Do fitness trackers, smartwatches make people more active and healthier? Not really

WGlobal sales of fitness trackers increased from US$14 billion in 2017 to more than $36 billion in 2020. The dizzying success of these devices suggests that more people than ever see value in monitoring the number of steps they take, the flights of stairs they climb, the time they spend sitting, and the calories they burn.

The manufacturers of these devices certainly want consumers to believe that tracking fitness or health-related behaviors will prompt them to increase their activity levels and make them healthier.

Our review of published research over the past 25 years suggests otherwise.

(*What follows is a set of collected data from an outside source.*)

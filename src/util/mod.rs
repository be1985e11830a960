pub use nalgebra::{matrix, vector};
pub use num_traits::{One, Zero};

mod aabb;
pub mod indexing;
pub use aabb::*;

pub type Coord<const GRID_DIMENSION: usize> =
    nalgebra::SVector<i32, { GRID_DIMENSION }>;

/// Per axis inclusive (min, max) pairs, one row per axis.
pub type Bounds<const GRID_DIMENSION: usize> =
    nalgebra::SMatrix<i32, { GRID_DIMENSION }, 2>;
mod util;

use tvheat::domain::DomainView;
use tvheat::image::image_2d;
use tvheat::solver::*;

fn main() -> Result<(), Box<dyn std::error::Error>> {
    let args = util::Args::cli_setup("heat_2d")?;

    #[cfg(feature = "profile-with-puffin")]
    let _puffin_server = util::start_profiling()?;

    let config = args.config(2)?;
    let mut results = Vec::new();
    for mode in args.modes() {
        let mut sim = Simulation::<2>::new(config)?;
        let cells = sim.grid().aabb().buffer_size();
        let flops_per_cell = sim.stencil().flops_per_cell();

        let timing = if args.write_images {
            let scale = config.base as f64;
            let mut written = Ok(());
            let frames = args.frames();
            let timing = sim.run_mode_frames(mode, frames, |frame, grid| {
                if written.is_err() {
                    return;
                }
                let file_name =
                    format!("heat_2d_{}_frame_{:04}.png", mode, frame);
                if let Some(path) = args.output_path(&file_name) {
                    written = image_2d(grid, scale, &path);
                }
            });
            written?;
            timing
        } else {
            sim.run_mode(mode)
        };

        let verification = sim.verify();
        util::log_run(
            mode,
            &config,
            cells,
            flops_per_cell,
            &timing,
            &verification,
        );
        results.push(sim);
    }

    if let [naive, tiled] = results.as_slice() {
        util::check_compare(naive.grid().buffer(), tiled.grid().buffer())?;
    }
    Ok(())
}
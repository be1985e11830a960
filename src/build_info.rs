pub const GIT_DESCRIBE: &str = env!("GIT_DESCRIBE");
pub const GIT_HASH: &str = env!("GIT_HASH");

pub fn print_report(name: &str) {
    println!("{{");
    println!("  \"name\": \"{}\",", name);
    println!("  \"git_describe\": \"{}\",", GIT_DESCRIBE);
    println!("  \"git_hash\": \"{}\"", GIT_HASH);
    println!("}}");
}
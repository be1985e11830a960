use crate::config::SolverConfig;
use crate::domain::*;
use crate::error::Result;
use crate::initial_conditions::*;
use crate::util::*;

/// The two generations of a run.
/// At timestep `t` generation `t % 2` is authoritative and
/// generation `(t + 1) % 2` is written.
pub struct GridStore<const GRID_DIMENSION: usize> {
    generations: [OwnedDomain<GRID_DIMENSION>; 2],
}

impl<const GRID_DIMENSION: usize> GridStore<GRID_DIMENSION> {
    /// Allocate both generations over `aabb`, both zero filled.
    pub fn try_new(aabb: AABB<GRID_DIMENSION>) -> Result<Self> {
        let first = OwnedDomain::try_new(aabb)?;
        let second = OwnedDomain::try_new(aabb)?;
        log::debug!(
            "GridStore: allocated 2 x {} cells over {}",
            aabb.buffer_size(),
            aabb
        );
        Ok(GridStore {
            generations: [first, second],
        })
    }

    /// Allocate and fill generation 0 with integers in `[0, base)`
    /// drawn from `seed`.
    pub fn initialize(
        aabb: AABB<GRID_DIMENSION>,
        seed: u64,
        base: u32,
    ) -> Result<Self> {
        let mut result = Self::try_new(aabb)?;
        rand_ic(&mut result.generations[0], seed, base);
        Ok(result)
    }

    /// Store for an already validated config.
    pub fn from_config(config: &SolverConfig) -> Result<Self> {
        let aabb = AABB::cube(config.extent as i32);
        let mut result = Self::try_new(aabb)?;
        generate_ic(&mut result.generations[0], config.ic_type(), 4096);
        Ok(result)
    }

    pub fn aabb(&self) -> &AABB<GRID_DIMENSION> {
        self.generations[0].aabb()
    }

    /// Generation read at timestep `global_time`.
    #[inline]
    pub fn current(global_time: usize) -> usize {
        global_time % 2
    }

    /// Generation written at timestep `global_time`.
    #[inline]
    pub fn next(global_time: usize) -> usize {
        (global_time + 1) % 2
    }

    pub fn generation(&self, index: usize) -> &OwnedDomain<GRID_DIMENSION> {
        &self.generations[index]
    }

    /// Source and destination of timestep `global_time`.
    pub fn split(
        &mut self,
        global_time: usize,
    ) -> (
        &OwnedDomain<GRID_DIMENSION>,
        &mut OwnedDomain<GRID_DIMENSION>,
    ) {
        let [even, odd] = &mut self.generations;
        if Self::current(global_time) == 0 {
            (&*even, odd)
        } else {
            (&*odd, even)
        }
    }
}

#[cfg(test)]
mod unit_tests {
    use super::*;

    #[test]
    fn parity_test() {
        assert_eq!(GridStore::<1>::current(0), 0);
        assert_eq!(GridStore::<1>::next(0), 1);
        assert_eq!(GridStore::<1>::current(7), 1);
        assert_eq!(GridStore::<1>::next(7), 0);
    }

    #[test]
    fn initialize_test() {
        let aabb = AABB::new(matrix![0, 99]);
        let store = GridStore::initialize(aabb, 42, 10).unwrap();
        assert!(store
            .generation(0)
            .buffer()
            .iter()
            .all(|v| (0.0..10.0).contains(v)));
        assert!(store.generation(1).buffer().iter().all(|v| *v == 0.0));

        let again = GridStore::initialize(aabb, 42, 10).unwrap();
        assert_eq!(store.generation(0).buffer(), again.generation(0).buffer());
    }

    #[test]
    fn split_test() {
        let aabb = AABB::new(matrix![0, 3; 0, 3]);
        let mut store = GridStore::try_new(aabb).unwrap();
        store.split(1).1.buffer_mut().fill(1.0);
        store.split(0).1.buffer_mut().fill(2.0);
        {
            let (input, output) = store.split(4);
            assert_eq!(input.buffer()[0], 1.0);
            assert_eq!(output.buffer()[0], 2.0);
            output.buffer_mut()[0] = 3.0;
        }
        {
            let (input, output) = store.split(5);
            assert_eq!(input.buffer()[0], 3.0);
            assert_eq!(output.buffer()[0], 1.0);
        }
    }

    #[test]
    fn from_config_test() {
        let config = SolverConfig::new_2d(8, 1).with_base(4);
        let store = GridStore::<2>::from_config(&config).unwrap();
        assert_eq!(store.aabb(), &AABB::new(matrix![0, 7; 0, 7]));
        let expected = GridStore::initialize(*store.aabb(), 42, 4).unwrap();
        assert_eq!(
            store.generation(0).buffer(),
            expected.generation(0).buffer()
        );
    }
}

We are professors of kinesiology, the science of movement of the human body, in Boise Statethe university of tennessee and the University of North Florida. To find out if and how physical activity has changed in the years since fitness trackers became popular, we looked at more than two decades of research from various industrialized nations, all conducted before the COVID-19 pandemic.

reviewing the research

To conduct the study, we first looked for published research that tracked physical activity, such as walking, household activities, or playing sports throughout the day. We wanted studies that took two “snapshots” of a population’s daily activity, with the measurements separated by at least a year.

We found 16 studies from eight different countries that met these criteria: Canada, the Czech Republic, Denmark, Greece, Japan, Norway, Sweden, and the United States. The studies were conducted between 1995 and 2017.

It is important to note that these snapshots did not track specific individuals. Rather, they tracked samples from people in the same age group. For example, a Japanese study of physical activity among adults ages 20 to 90 collected data each year for 22 years from people in each age group.

The scientists tracked the participants’ physical activity using a variety of wearable devices, from simple pedometers (step counters) to more sophisticated activity monitors like accelerometers.

Study groups ranged from large nationally representative samples of tens of thousands of people to small samples of several hundred students from a few local schools.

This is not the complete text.